Exodus 12:14–13:16 
Matthew 20:29–21:22 
Psalm 25:16-22
Proverbs 6:12-15
Matthew 21:13 “He said to them, ‘The Scriptures declare, “My Temple will be called a house of prayer,” …’ “
Arguably one of the greatest privileges of the Christian life is prayer. The infinite, immense, holy God who created all things and sustains all things has invited us into His presence. We enter His presence through the activity of prayer.
It is through prayer that we make our requests known to Him. It is through prayer that we convey our heart’s burdens to Him. And it is through prayer that we spend time with Him and come to know Him and enjoy Him more.
Yet, all too often, we spend very little time praying. 
Why? We typically use the excuse of a busy life – we don’t have enough time to include prayer in our hectic schedule. While it certainly may be true that we are busy, we always find time to do things like eating, sleeping, and all of the other things that we value. 
It’s not that we are too busy – it’s that we don’t value it as much as the other activities of our day that we refuse to ignore. We simply do not place a high enough priority on prayer or we would make time for it.
In this morning’s verse for the day, we hear Jesus say something profound. He was walking through the Temple and noticed a lot of activity around the place of worship. It was noisy. It stunk of animal remains. Anger and frustration permeated the atmosphere as “worshipers” were taken advantage of by shysters who were selling sacrificial animals at a ridiculously elevated price.
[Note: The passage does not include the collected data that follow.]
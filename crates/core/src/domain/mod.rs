// Domain Layer - Pure business types

pub mod error;
pub mod job_id;
pub mod ledger;
pub mod location;
pub mod message;
pub mod result;

// Re-exports
pub use error::DomainError;
pub use job_id::JobId;
pub use ledger::{IdempotencyKey, LedgerStatus};
pub use location::{output_key_for, ObjectLocation};
pub use message::JobMessage;
pub use result::{JobStatus, ProcessingResult, ProcessingSummary};
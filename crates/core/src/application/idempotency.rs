// Idempotency Coordinator - acquire / check / complete over the ledger

use crate::domain::{IdempotencyKey, LedgerStatus, ObjectLocation};
use crate::error::Result;
use crate::port::IdempotencyStore;
use std::sync::Arc;
use tracing::debug;

/// Coordinates effectively-once processing through a pluggable ledger
///
/// The lock is identity-scoped: a worker cannot know the content checksum
/// before it has won the right to read the file. Checksums attached later
/// refine completion matching only.
pub struct IdempotencyCoordinator {
    store: Arc<dyn IdempotencyStore>,
}

impl IdempotencyCoordinator {
    pub fn new(store: Arc<dyn IdempotencyStore>) -> Self {
        Self { store }
    }

    /// True only for a `Completed` entry whose checksum matches the key's
    ///
    /// A key without checksum matches any completed entry. A completed entry
    /// with a different checksum reports "not completed" for this key.
    pub async fn is_completed(&self, key: &IdempotencyKey) -> Result<bool> {
        let status = self.store.status(key.job_id()).await?;
        let completed = match (&status, key.checksum()) {
            (LedgerStatus::Completed { .. }, None) => true,
            (LedgerStatus::Completed { checksum, .. }, Some(expected)) => checksum == expected,
            _ => false,
        };
        debug!(
            idempotency_key = %key,
            ledger_status = %status,
            completed,
            "Checked ledger completion"
        );
        Ok(completed)
    }

    /// Single-winner lock: true iff this caller moved the entry out of `Absent`
    pub async fn try_acquire(&self, key: &IdempotencyKey) -> Result<bool> {
        let acquired = self
            .store
            .try_acquire(key.job_id(), key.checksum())
            .await?;
        debug!(idempotency_key = %key, acquired, "Ledger acquire attempted");
        Ok(acquired)
    }

    /// Mark the job `Completed`; call only after the output is durably written
    pub async fn mark_completed(
        &self,
        key: &IdempotencyKey,
        output: &ObjectLocation,
        checksum: &str,
    ) -> Result<()> {
        self.store.complete(key.job_id(), checksum, output).await?;
        debug!(idempotency_key = %key, output = %output, "Ledger entry completed");
        Ok(())
    }

    /// Raw ledger state, for operators
    pub async fn status(&self, key: &IdempotencyKey) -> Result<LedgerStatus> {
        self.store.status(key.job_id()).await
    }
}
Jesus had seen enough. Anger boiled up inside of Him. He overturned tables. He quickly made a whip and began running people out of the Temple area. And, to justify His actions, He yelled out for all to hear the words of Isaiah 56:7, “The Scriptures declare, ‘My house shall be called a house of prayer.'”

He said that the primary purpose of the temple wasn’t sacrifice – it was prayer. It wasn’t preaching or teaching – it was prayer. It wasn’t fellowship – it was prayer. It wasn’t acts of kindness or ministry – it was prayer.

All of these things are good and should take place. But, the temple was to be called a house of prayer. So, as worshipers went to the Temple, if they did nothing else, they needed to comply with God’s Word and spend time in prayer.

This makes it unquestionably clear how high of a priority that God places on prayer.

So, when we show up to worship services, we absolutely must spend time in prayer. And those prayers should not be cold, lifeless and rote; they should be heartfelt with a desire to engage with the Father. God wants us to engage Him in prayer when we gather for worship. (I will never forget the Sunday morning about 5 years ago that I felt led by the Lord to lead my church family in some extra time of prayer. A visitor stormed out of the auditorium at the end of the service and told our head usher, “I didn’t come to church to pray!” Good grief.)

We also need to be people of prayer. The Temple no longer resides in Jerusalem. That’s on purpose because God’s children are now the temples of the Lord (see 1 Corinthians 6:19). Since God resides within us, prayer should be what characterizes us. Unbroken communion with our Father made possible as we spend much time each day breathing prayers Heavenward.

And don’t worry that your prayers don’t sound as good as you would like. Don’t worry that you can’t pray more than a few minutes at a time. Don’t stress over not knowing what to pray about. Just do it! Your Father who longs to hear from you will meet you halfway and teach you how to commune with Him in prayer.